“是呀,我们都觉得奇怪。他还把这个人带回来住了一段时间,只是我们谁都不知道那人,蒋顺义做得好保密。”胡良汉继续说道。
“若是有人知道了,蒋顺义的日子就不好过了。”卢佳骆插话道,
“不错不错。”
“这个人来蒋村做了什么吗?”程垂范问道。
“没做什么。也可能做了什么我们不清楚。哦哦,我记起一点来,这个人喜欢到蒋村中学散步。”
“蒋村中学那个时候就建了吗?”
“没有,那时候还是荒山。因为有一次我去那里捡柴火,看见他在那一带转悠,总是蹲下身捧一捧泥土在手上看来看去,给人感觉泥土里有宝似的。”
“哦,有这种事吗?”程垂范显得有点兴奋。
“你又想到了什么吗?”王向鹰问道。
“没有。就觉得奇怪。他没做别的什么吗,胡伯伯?”
“没有,大概呆了十几天两个人又一起出去了,不过,那个人没有再跟来。因为当时我和我哥胡良崽,也就是豹子的父亲,对陌生人是很关注的。”
卢佳骆几个摇头。
“对。蒋顺义真正起家源于我们蒋村和刘家村的一次斗争。那时候村子和村子经常性发生纷争,几乎整个村的人都参与进去。有时候还会去别的村庄借人。”
“借人?”徐广盛道,“还能借人来打架的?”
“当然有,就跟请人帮忙打架一样。村子和村子斗争也要请人帮忙。我们蒋村和刘家村经常性吵架,是死对头。”

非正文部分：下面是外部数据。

//! In-memory CSV tables
//!
//! A [`Table`] holds the header row and all data rows as strings, in file
//! order. Transforms mutate the table in place; file I/O stays at the
//! edges, so everything above this module can be tested without disk.

use std::fs::File;
use std::io;
use std::path::{Path, PathBuf};
use thiserror::Error;

/// Origin label used for tables that were never loaded from a file.
const IN_MEMORY: &str = "(in-memory)";

/// Errors raised by table loading, writing and schema validation
#[derive(Error, Debug)]
pub enum TableError {
    /// A required column is absent from the header row.
    #[error("{table}: required column '{column}' not found")]
    MissingColumn { table: String, column: String },

    #[error("{}: {source}", path.display())]
    Io {
        path: PathBuf,
        #[source]
        source: io::Error,
    },

    #[error("{}: {source}", path.display())]
    Csv {
        path: PathBuf,
        #[source]
        source: csv::Error,
    },
}

impl TableError {
    pub(crate) fn io(path: &Path, source: io::Error) -> Self {
        TableError::Io {
            path: path.to_path_buf(),
            source,
        }
    }

    pub(crate) fn csv(path: &Path, source: csv::Error) -> Self {
        TableError::Csv {
            path: path.to_path_buf(),
            source,
        }
    }
}

pub type TableResult<T> = Result<T, TableError>;

/// A loaded CSV table: ordered headers plus string rows
///
/// Rows are kept exactly as read; missing trailing cells read back as
/// empty strings through [`Table::cell`].
#[derive(Debug, Clone, Default)]
pub struct Table {
    /// Column names, in file order
    pub headers: Vec<String>,

    /// Data rows, each cell as a string
    pub rows: Vec<Vec<String>>,

    /// Where the table came from, for error messages
    origin: String,
}

impl Table {
    /// Create an empty in-memory table with the given headers
    pub fn new<I, S>(headers: I) -> Self
    where
        I: IntoIterator<Item = S>,
        S: Into<String>,
    {
        Table {
            headers: headers.into_iter().map(Into::into).collect(),
            rows: Vec::new(),
            origin: IN_MEMORY.to_string(),
        }
    }

    /// Append a data row
    pub fn push_row<I, S>(&mut self, row: I)
    where
        I: IntoIterator<Item = S>,
        S: Into<String>,
    {
        self.rows.push(row.into_iter().map(Into::into).collect());
    }

    /// Load a table from a CSV file, treating the first line as headers
    pub fn from_csv_path(path: impl AsRef<Path>) -> TableResult<Self> {
        let path = path.as_ref();
        let file = File::open(path).map_err(|e| TableError::io(path, e))?;
        let mut reader = csv::Reader::from_reader(file);

        let headers = reader
            .headers()
            .map_err(|e| TableError::csv(path, e))?
            .iter()
            .map(str::to_string)
            .collect();

        let mut rows = Vec::new();
        for record in reader.records() {
            let record = record.map_err(|e| TableError::csv(path, e))?;
            rows.push(record.iter().map(str::to_string).collect());
        }

        Ok(Table {
            headers,
            rows,
            origin: path.display().to_string(),
        })
    }

    /// Write the table to a CSV file
    pub fn to_csv_path(&self, path: impl AsRef<Path>) -> TableResult<()> {
        let path = path.as_ref();
        let file = File::create(path).map_err(|e| TableError::io(path, e))?;
        let mut writer = csv::Writer::from_writer(file);

        writer
            .write_record(&self.headers)
            .map_err(|e| TableError::csv(path, e))?;
        for row in &self.rows {
            writer
                .write_record(row)
                .map_err(|e| TableError::csv(path, e))?;
        }
        writer.flush().map_err(|e| TableError::io(path, e))?;
        Ok(())
    }

    /// Index of a column by name
    pub fn column_index(&self, name: &str) -> Option<usize> {
        self.headers.iter().position(|h| h == name)
    }

    /// Index of a column that must exist
    pub fn require_column(&self, name: &str) -> TableResult<usize> {
        self.column_index(name)
            .ok_or_else(|| TableError::MissingColumn {
                table: self.origin.clone(),
                column: name.to_string(),
            })
    }

    /// Validate that every named column exists
    pub fn require_columns(&self, names: &[&str]) -> TableResult<()> {
        for name in names {
            self.require_column(name)?;
        }
        Ok(())
    }

    /// Cell content, empty string for short rows
    pub fn cell<'a>(&self, row: &'a [String], column: usize) -> &'a str {
        row.get(column).map(String::as_str).unwrap_or("")
    }

    /// Number of data rows
    pub fn row_count(&self) -> usize {
        self.rows.len()
    }

    pub fn is_empty(&self) -> bool {
        self.rows.is_empty()
    }

    /// Origin label used in error messages
    pub fn origin(&self) -> &str {
        &self.origin
    }
}

#[cfg(test)]
mod tests {
    use super::*;
    use tempfile::tempdir;

    #[test]
    fn test_new_table() {
        let mut table = Table::new(["a", "b"]);
        table.push_row(["1", "2"]);
        table.push_row(["3", "4"]);

        assert_eq!(table.row_count(), 2);
        assert_eq!(table.column_index("b"), Some(1));
        assert_eq!(table.column_index("z"), None);
        assert_eq!(table.origin(), "(in-memory)");
    }

    #[test]
    fn test_require_column_missing() {
        let table = Table::new(["a"]);
        let err = table.require_column("name").unwrap_err();
        let message = err.to_string();
        assert!(message.contains("name"), "unexpected message: {message}");
        assert!(matches!(err, TableError::MissingColumn { .. }));
    }

    #[test]
    fn test_cell_pads_short_rows() {
        let mut table = Table::new(["a", "b", "c"]);
        table.push_row(["1"]);
        assert_eq!(table.cell(&table.rows[0], 0), "1");
        assert_eq!(table.cell(&table.rows[0], 2), "");
    }

    #[test]
    fn test_csv_round_trip() {
        let dir = tempdir().unwrap();
        let path = dir.path().join("table.csv");

        let mut table = Table::new(["name", "tax_id"]);
        table.push_row(["Acme, Ltd.", "191"]);
        table.push_row(["Bolt", "272"]);
        table.to_csv_path(&path).unwrap();

        let loaded = Table::from_csv_path(&path).unwrap();
        assert_eq!(loaded.headers, vec!["name", "tax_id"]);
        assert_eq!(loaded.rows.len(), 2);
        // Quoting of the embedded comma survives the round trip
        assert_eq!(loaded.rows[0][0], "Acme, Ltd.");
        assert_eq!(loaded.origin(), path.display().to_string());
    }

    #[test]
    fn test_missing_file_is_io_error() {
        let err = Table::from_csv_path("definitely/not/here.csv").unwrap_err();
        assert!(matches!(err, TableError::Io { .. }));
    }
}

“还会有这种事的?”程垂范颇为奇怪。“两个村的人,规模也太大了。”
“你当然会奇怪,在我们这还是常见的,”胡良汉接着道,“就像舒家和饶家庄就是死对头,不知佳骆知道不?”
“我知道。”卢佳骆道,
“胡伯伯,我打个岔,”程垂范道,“这么大规模,不管的?”
“这你就不知道了,往往这样大规模,责任都追究不到。”
“确实是,抓哪个都不是。”王金根道。
“就在这种关键时刻,蒋顺义出面了。他不知道在哪里找了一把鱼叉,躲在村口一个人家的门背后,那个混子带头冲进这一户人家,蒋顺义冷不防冲出来,把鱼叉刺进了那混子的肚子。”
“啊。”徐广盛倒吸了一口冷气。
“哇卡,我他妈听了都寒颤。”王向鹰道。
“好几个人亲眼看见了。我也看见了。那混子惨叫着倒在地上。没折腾两下就没了。我们这些人趁势冲出来,把混子带来的几个人杀退了。”
“我说蒋村人怎么这么怕蒋顺义。”程垂范道。“武哥,你还记得有一次我们的谈话吗?你问我谁最可怕?我说蒋顺义。”
“记得。”武良道。
“也就这次事件后,村子里的人都怕了他,或者说他有了威望;也因为这件事,刘家村人再也不敢来蒋村闹事,蒋村和刘家村从此没有发生过械斗的事。”胡良汉喝了一大口茶水,“两年后,蒋顺义23岁,全村人推荐他当村长。”
“应该是没有一个人敢有意见。”程垂范道。
“差不多意思。”胡良汉笑了笑,“蒋顺义突然退位,当时有两种猜测。一种说法是扶持蒋孝才,另一种说法是蒋顺义接到了一封信。”
“信?”程垂范眼睛径直就直了。